Christopher v. State

146 Ga. App. 386 | Ga. Ct. App. | 1978

McMurray, Judge.

Defendant was indicted for the offense of murder, convicted of voluntary manslaughter, and sentenced to serve a term of 10 years. Defendant appeals. Held:

1. When the police were called to the home of the deceased by the defendant she admitted to the officer that she had shot her husband, contending that she did so because of undue harrassment. However, during the trial when she testified as a witness her testimony was that he attempted to force her to perform an unnatural sex act upon him which she refused to do and thereafter she obtained a shotgun; contending that she did not intend to use the gun on him, that she did not check it to see if it was loaded, nor did she know whether it was cocked; that he then attempted to assault her the second time, she did not *387remember pulling the trigger, but it "just went off.” The stepson of the victim and the son of the defendant testified that he heard arguing, and noises during the night, then a shot. The coroner was called as a witness who testified he was a doctor of internal medicine and the coroner of Chatham County. His qualifications as an expert (a physician) were then stipulated. He then testified: He had occasion to see the body of the deceased at a hospital morgue; made a preliminary inspection of the body; his inspection revealed a gaping wound over the lower end of the breastbone, rather jagged and sizable "between the size of a quarter and a fifty cent piece,” and "it appeared to be that of a shotgun blast.” A probing of the wound revealed that there was shotgun wadding within the wound, which was removed, and an autopsy was performed on the body. He then read a letter as to his findings which were that, "[t]he cause of death was massive laceration of the heart due to gunshot wound, shotgun wound.” He then testified the cause of death was "[pjenetration of the heart by a shotgun blast.” However, on cross examination he testified that he did not examine the heart but that his opinion was based on the direction of the shotgun blast, "and my knowledge of where the heart was.” Further, on cross examination, he admitted that he did not stay for the autopsy. At no time did the coroner testify as to the statements and conclusions made by a pathologist, nor did the court, as alleged, allow him to read into the record the conclusions of the pathologist. The record does not disclose this, although the witness did read into the record a certificate which reflected "his findings.” There is no merit in the first complaint.

2. The defendant freely and voluntarily admitted that she had shot her husband. There was other evidence and testimony that her husband died of a shotgun wound. She admitted she shot him with a shotgun, albeit her contentions were that it was accidental and/or to defend herself from an unnatural sexual act. Consequently, the motion to dismiss at the close of the state’s evidence "for failure to prove a prima facie case of corpus delicti” is not well taken. There is no merit in this complaint.

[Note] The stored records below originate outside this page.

use chrono::{DateTime, TimeDelta, Utc};
use serde::{Deserialize, Serialize};

#[derive(Debug, Clone, Copy, PartialEq, Eq, Serialize, Deserialize, schemars::JsonSchema)]
pub struct TimeRange {
    pub start: DateTime<Utc>,
    pub end: DateTime<Utc>,
}

impl TimeRange {
    pub fn new(start: DateTime<Utc>, end: DateTime<Utc>) -> Self {
        debug_assert!(start <= end, "TimeRange start ({start}) must be <= end ({end})");
        Self { start, end }
    }

    /// Half-open interval overlap: [start, end)
    pub fn overlaps(&self, other: &TimeRange) -> bool {
        self.start < other.end && other.start < self.end
    }

    pub fn overlap_duration(&self, other: &TimeRange) -> TimeDelta {
        let overlap_start = self.start.max(other.start);
        let overlap_end = self.end.min(other.end);
        if overlap_start < overlap_end {
            overlap_end - overlap_start
        } else {
            TimeDelta::zero()
        }
    }

    pub fn duration(&self) -> TimeDelta {
        self.end - self.start
    }
}

/// Merge overlapping time ranges into non-overlapping sorted ranges.
pub fn merge_ranges(ranges: &[TimeRange]) -> Vec<TimeRange> {
    if ranges.is_empty() {
        return vec![];
    }
    let mut sorted: Vec<TimeRange> = ranges.to_vec();
    sorted.sort_by_key(|r| r.start);

    let mut merged: Vec<TimeRange> = vec![sorted[0]];
    for r in &sorted[1..] {
        let last = merged.last_mut().unwrap();
        if r.start <= last.end {
            last.end = last.end.max(r.end);
        } else {
            merged.push(*r);
        }
    }
    merged
}

/// Subtract `busy` ranges from `base` segments, yielding the remaining gaps
/// in ascending order. Busy ranges may overlap each other and the segment
/// boundaries; segments must themselves be disjoint and sorted.
pub fn subtract_ranges(base: &[TimeRange], busy: &[TimeRange]) -> Vec<TimeRange> {
    let merged = merge_ranges(busy);
    let mut gaps = Vec::new();

    for segment in base {
        let mut cursor = segment.start;
        for b in &merged {
            if b.end <= cursor {
                continue;
            }
            if b.start >= segment.end {
                break;
            }
            if b.start > cursor {
                gaps.push(TimeRange::new(cursor, b.start.min(segment.end)));
            }
            cursor = cursor.max(b.end);
            if cursor >= segment.end {
                break;
            }
        }
        if cursor < segment.end {
            gaps.push(TimeRange::new(cursor, segment.end));
        }
    }

    gaps
}
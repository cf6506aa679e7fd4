use chrono::{DateTime, TimeDelta, Utc};
use serde::Serialize;

use crate::error::EngineError;
use super::conflict::{overlap_severity, Severity};
use super::event::{CalendarEvent, EventId};
use super::interval::TimeRange;
use super::preferences::SchedulePreferences;
use super::slots::{find_free_slots, FreeSlot};

pub const DEFAULT_HORIZON_DAYS: u32 = 7;

#[derive(Debug, Clone, Copy, PartialEq, Eq, Serialize, schemars::JsonSchema)]
pub struct RescheduleCandidate {
    pub start: DateTime<Utc>,
    pub end: DateTime<Utc>,
    pub score: i32,
}

/// Rank replacement slots for one event, best first.
///
/// Runs the Free-Slot Finder once per day across the horizon, starting at the
/// event's own local date, with the moving event excluded from the busy set.
/// The event's unchanged original interval is never proposed, and any slot
/// that would reintroduce a critical conflict with a different event is
/// dropped. Ordering: slot score descending, then minimal displacement from
/// the original start, then start ascending. An exhausted horizon yields an
/// empty sequence, not an error; widening the horizon or escalating is the
/// caller's call.
pub fn suggest_reschedule(
    event_id: EventId,
    events: &[CalendarEvent],
    prefs: &SchedulePreferences,
    horizon_days: u32,
) -> Result<Vec<RescheduleCandidate>, EngineError> {
    prefs.validate()?;
    let event = events
        .iter()
        .find(|e| e.id == event_id)
        .ok_or_else(|| EngineError::EventNotFound(event_id.to_string()))?;

    let duration_seconds = event.duration().num_seconds();
    if duration_seconds <= 0 {
        return Err(EngineError::InvalidInterval(format!(
            "event {event_id} has a non-positive duration"
        )));
    }
    // Round up so a proposed slot always holds the whole event.
    let duration_minutes = ((duration_seconds + 59) / 60) as u32;

    let others: Vec<CalendarEvent> = events
        .iter()
        .filter(|e| e.id != event_id)
        .cloned()
        .collect();
    let start_date = prefs.local_date(event.start);

    // Each day's search is independent; evaluating them in order keeps the
    // merge deterministic without any fan-out machinery.
    let mut ranked: Vec<(FreeSlot, TimeDelta)> = Vec::new();
    for offset in 0..horizon_days as i64 {
        let date = start_date + TimeDelta::days(offset);
        for slot in find_free_slots(date, duration_minutes, prefs, &others)? {
            if slot.start == event.start && slot.end == event.end {
                continue;
            }
            if reintroduces_critical(event, &slot, &others) {
                continue;
            }
            ranked.push((slot, (slot.start - event.start).abs()));
        }
    }

    ranked.sort_by(|(a, da), (b, db)| {
        b.score
            .cmp(&a.score)
            .then(da.cmp(db))
            .then(a.start.cmp(&b.start))
    });

    Ok(ranked
        .into_iter()
        .map(|(s, _)| RescheduleCandidate {
            start: s.start,
            end: s.end,
            score: s.score,
        })
        .collect())
}

/// Would placing `event` at `slot` create a critical overlap with anyone else?
/// Slot carving already avoids every blocking interval, so this only fires
/// when callers feed a busy set narrower than the full schedule.
fn reintroduces_critical(event: &CalendarEvent, slot: &FreeSlot, others: &[CalendarEvent]) -> bool {
    let placed = TimeRange::new(slot.start, slot.end);
    others.iter().filter(|o| o.blocks_time()).any(|o| {
        let overlap = placed.overlap_duration(&o.range());
        overlap > TimeDelta::zero()
            && overlap_severity(
                event.priority,
                placed.duration(),
                o.priority,
                o.duration(),
                overlap,
            ) == Severity::Critical
    })
}
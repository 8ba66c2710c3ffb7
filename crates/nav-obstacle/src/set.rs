//! Immutable, spatially indexed obstacle snapshot.
//!
//! An `ObstacleSet` is never edited in place.  Every update method returns a
//! new set, and sessions swap the whole value behind an `Arc`, so a reader
//! iterating an older snapshot never observes a partial change.
//!
//! # Spatial index
//!
//! An R-tree (via `rstar`) over `[lat, lon]` narrows proximity queries to a
//! bounding box around the query point.  The box is sized from the largest
//! radius in the set; exact haversine checks follow.

use rstar::{AABB, PointDistance, RTree, RTreeObject};

use nav_core::{GeoPoint, ObstacleId, geo::m_to_deg};

use crate::obstacle::Obstacle;

// ── R-tree entry ──────────────────────────────────────────────────────────────

/// `[lat, lon]` point plus the obstacle's index in `ObstacleSet::obstacles`.
#[derive(Clone, Debug)]
struct ObstacleEntry {
    point: [f64; 2],
    idx:   usize,
}

impl RTreeObject for ObstacleEntry {
    type Envelope = AABB<[f64; 2]>;
    fn envelope(&self) -> Self::Envelope {
        AABB::from_point(self.point)
    }
}

impl PointDistance for ObstacleEntry {
    /// Squared Euclidean distance in lat/lon space.  Only used for ranking.
    fn distance_2(&self, point: &[f64; 2]) -> f64 {
        let dlat = self.point[0] - point[0];
        let dlon = self.point[1] - point[1];
        dlat * dlat + dlon * dlon
    }
}

// ── ObstacleSet ───────────────────────────────────────────────────────────────

#[derive(Clone)]
pub struct ObstacleSet {
    obstacles:    Vec<Obstacle>,
    index:        RTree<ObstacleEntry>,
    max_radius_m: f64,
    next_id:      ObstacleId,
}

impl std::fmt::Debug for ObstacleSet {
    fn fmt(&self, f: &mut std::fmt::Formatter<'_>) -> std::fmt::Result {
        f.debug_struct("ObstacleSet")
            .field("obstacles", &self.obstacles)
            .field("next_id", &self.next_id)
            .finish_non_exhaustive()
    }
}

impl Default for ObstacleSet {
    fn default() -> Self {
        Self::from_obstacles(Vec::new())
    }
}

impl ObstacleSet {
    pub fn new() -> Self {
        Self::default()
    }

    /// Build a set from already-validated obstacles, keeping their ids.
    pub fn from_obstacles(obstacles: Vec<Obstacle>) -> Self {
        let entries = obstacles
            .iter()
            .enumerate()
            .map(|(idx, o)| ObstacleEntry { point: [o.position().lat, o.position().lon], idx })
            .collect();
        let max_radius_m = obstacles.iter().map(|o| o.radius_m()).fold(0.0, f64::max);
        let next_id = obstacles
            .iter()
            .map(|o| o.id().next())
            .max()
            .unwrap_or(ObstacleId(0));

        Self { obstacles, index: RTree::bulk_load(entries), max_radius_m, next_id }
    }

    // ── Read access ───────────────────────────────────────────────────────

    #[inline]
    pub fn as_slice(&self) -> &[Obstacle] {
        &self.obstacles
    }

    pub fn iter(&self) -> impl Iterator<Item = &Obstacle> + '_ {
        self.obstacles.iter()
    }

    #[inline]
    pub fn len(&self) -> usize {
        self.obstacles.len()
    }

    #[inline]
    pub fn is_empty(&self) -> bool {
        self.obstacles.is_empty()
    }

    pub fn get(&self, id: ObstacleId) -> Option<&Obstacle> {
        self.obstacles.iter().find(|o| o.id() == id)
    }

    /// The id the next added obstacle will receive.
    #[inline]
    pub fn next_id(&self) -> ObstacleId {
        self.next_id
    }

    // ── Whole-value updates ───────────────────────────────────────────────

    /// A new set with `obstacle` appended under a fresh id.
    pub fn with_added(&self, obstacle: Obstacle) -> Self {
        let mut obstacles = self.obstacles.clone();
        obstacles.push(obstacle.with_id(self.next_id));
        Self::from_obstacles(obstacles)
    }

    /// A new set without the obstacle `id`.  Unknown ids yield an identical set.
    pub fn without(&self, id: ObstacleId) -> Self {
        let obstacles: Vec<_> = self.obstacles.iter().copied().filter(|o| o.id() != id).collect();
        let mut set = Self::from_obstacles(obstacles);
        set.next_id = set.next_id.max(self.next_id);
        set
    }

    /// Merge one candidate using the same-location rule.
    ///
    /// If an existing obstacle lies within `merge_m` of the candidate, the one
    /// that is permanent or detected wins; on a tie the existing one stays.
    /// The winner keeps the existing id.  Otherwise the candidate is added.
    pub fn merge_candidate(&self, candidate: Obstacle, merge_m: f64) -> Self {
        let existing = self
            .obstacles
            .iter()
            .position(|o| o.position().distance_m(candidate.position()) <= merge_m);

        match existing {
            None => self.with_added(candidate),
            Some(i) => {
                let old = self.obstacles[i];
                let old_wins = old.is_permanent() || old.is_detected();
                let new_wins = candidate.is_permanent() || candidate.is_detected();
                if old_wins || !new_wins {
                    return self.clone();
                }
                log::debug!("obstacle {} superseded by confirmed marker at {}", old.id(), candidate.position());
                let mut obstacles = self.obstacles.clone();
                obstacles[i] = candidate.with_id(old.id());
                let mut set = Self::from_obstacles(obstacles);
                set.next_id = set.next_id.max(self.next_id);
                set
            }
        }
    }

    /// Merge a batch of candidates in order.
    pub fn merge_detections<I>(&self, candidates: I, merge_m: f64) -> Self
    where
        I: IntoIterator<Item = Obstacle>,
    {
        candidates
            .into_iter()
            .fold(self.clone(), |set, c| set.merge_candidate(c, merge_m))
    }

    // ── Spatial queries ───────────────────────────────────────────────────

    /// `true` if `point` is within `radius + margin_m` of any obstacle.
    pub fn is_near(&self, point: GeoPoint, margin_m: f64) -> bool {
        self.first_near(point, margin_m).is_some()
    }

    /// The lowest-id obstacle whose reach contains `point`.
    pub fn first_near(&self, point: GeoPoint, margin_m: f64) -> Option<&Obstacle> {
        if self.obstacles.is_empty() || !point.is_valid() {
            return None;
        }

        // Degree padding for the widest reach.  Longitude degrees shrink
        // with latitude, so widen that axis by 1 / cos(lat).
        let reach = self.max_radius_m + margin_m.max(0.0);
        let pad_lat = m_to_deg(reach) * 1.01 + 1e-9;
        let cos_lat = point.lat.to_radians().cos().abs().max(1e-6);
        let pad_lon = pad_lat / cos_lat;

        let bbox = AABB::from_corners(
            [point.lat - pad_lat, point.lon - pad_lon],
            [point.lat + pad_lat, point.lon + pad_lon],
        );

        self.index
            .locate_in_envelope(&bbox)
            .map(|e| &self.obstacles[e.idx])
            .filter(|o| o.is_within_reach(point, margin_m))
            .min_by_key(|o| o.id())
    }

    /// Obstacle whose centre is nearest to `point`.
    pub fn nearest(&self, point: GeoPoint) -> Option<&Obstacle> {
        self.index
            .nearest_neighbor(&[point.lat, point.lon])
            .map(|e| &self.obstacles[e.idx])
    }
}
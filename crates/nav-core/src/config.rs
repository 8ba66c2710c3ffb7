//! Session-level numeric configuration.

use std::time::Duration;

use crate::{NavError, NavResult};

/// Every tunable constant a navigation session uses.
///
/// Passed in at session start; never mutated while a session runs.
#[derive(Clone, Debug, PartialEq)]
#[cfg_attr(feature = "serde", derive(serde::Serialize, serde::Deserialize))]
#[cfg_attr(feature = "serde", serde(default))]
pub struct NavConfig {
    /// Wall time between simulation ticks, milliseconds.
    pub tick_period_ms: u64,

    /// Progress added along the current segment per tick, percentage points.
    pub speed_pct_per_tick: f64,

    /// Safety margin around an obstacle for the live traveler position, metres.
    pub live_margin_m: f64,

    /// Safety margin used when checking candidate route segments, metres.
    pub segment_margin_m: f64,

    /// Safety margin for the look-ahead scan, metres.
    pub look_ahead_margin_m: f64,

    /// Number of upcoming segments the look-ahead scan covers.
    pub look_ahead_segments: usize,

    /// Reroute cycles allowed per navigation session.
    pub max_reroute_attempts: u8,

    /// Minimum change in rounded remaining distance before the displayed
    /// instruction is replaced, metres.
    pub instruction_quantum_m: f64,

    /// Distance to the upcoming turn that forces an instruction advance, metres.
    pub turn_proximity_m: f64,

    /// Two obstacles closer than this are treated as the same location, metres.
    pub obstacle_merge_m: f64,

    /// Walking speed for ETA estimates, metres per minute.
    pub walking_speed_m_per_min: f64,

    /// Maximum number of alternative routes retained after deduplication.
    pub max_alternatives: usize,

    /// Length of the bounded movement trail.
    pub trail_len: usize,
}

impl Default for NavConfig {
    fn default() -> Self {
        Self {
            tick_period_ms:          100,
            speed_pct_per_tick:      5.0,
            live_margin_m:           3.0,
            segment_margin_m:        5.0,
            look_ahead_margin_m:     25.0,
            look_ahead_segments:     3,
            max_reroute_attempts:    3,
            instruction_quantum_m:   50.0,
            turn_proximity_m:        30.0,
            obstacle_merge_m:        10.0,
            walking_speed_m_per_min: 83.3,
            max_alternatives:        3,
            trail_len:               100,
        }
    }
}

impl NavConfig {
    /// Tick period as a `Duration`.
    pub fn tick_period(&self) -> Duration {
        Duration::from_millis(self.tick_period_ms)
    }

    /// Reject non-positive or non-finite values.
    pub fn validate(&self) -> NavResult<()> {
        if self.tick_period_ms == 0 {
            return Err(NavError::Config("tick_period_ms must be > 0".into()));
        }
        if !(self.speed_pct_per_tick > 0.0 && self.speed_pct_per_tick <= 100.0) {
            return Err(NavError::Config(format!(
                "speed_pct_per_tick must be in (0, 100], got {}",
                self.speed_pct_per_tick
            )));
        }

        let margins = [
            ("live_margin_m", self.live_margin_m),
            ("segment_margin_m", self.segment_margin_m),
            ("look_ahead_margin_m", self.look_ahead_margin_m),
            ("instruction_quantum_m", self.instruction_quantum_m),
            ("turn_proximity_m", self.turn_proximity_m),
            ("obstacle_merge_m", self.obstacle_merge_m),
        ];
        for (name, v) in margins {
            if !v.is_finite() || v < 0.0 {
                return Err(NavError::Config(format!("{name} must be finite and >= 0, got {v}")));
            }
        }

        if !(self.walking_speed_m_per_min.is_finite() && self.walking_speed_m_per_min > 0.0) {
            return Err(NavError::Config(format!(
                "walking_speed_m_per_min must be > 0, got {}",
                self.walking_speed_m_per_min
            )));
        }
        if self.max_alternatives == 0 {
            return Err(NavError::Config("max_alternatives must be > 0".into()));
        }
        if self.trail_len == 0 {
            return Err(NavError::Config("trail_len must be > 0".into()));
        }
        Ok(())
    }
}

3. Based upon the defendant’s own testimony as to the circumstances surrounding the shooting which *388resulted in the death of the deceased the court did not err in charging the jury on voluntary manslaughter. There is no merit in the conclusion that the court erred in charging the jury on voluntary manslaughter inasmuch as there was some evidence from which the jury might determine and did determine that the defendant was guilty of voluntary manslaughter rather than murder. See Gainey v. State, 132 Ga. App. 870 (1) (209 SE2d 687) and cits.

Argued May 4, 1978 Decided June 22, 1978. Elmer Young, Adam P. Cerbone, for appellant. Andrew J. Ryan, III, District Attorney, Joseph D. Newman, Assistant District Attorney, for appellee.

Judgment affirmed.

Quillian, P. J., and Webb, J., concur.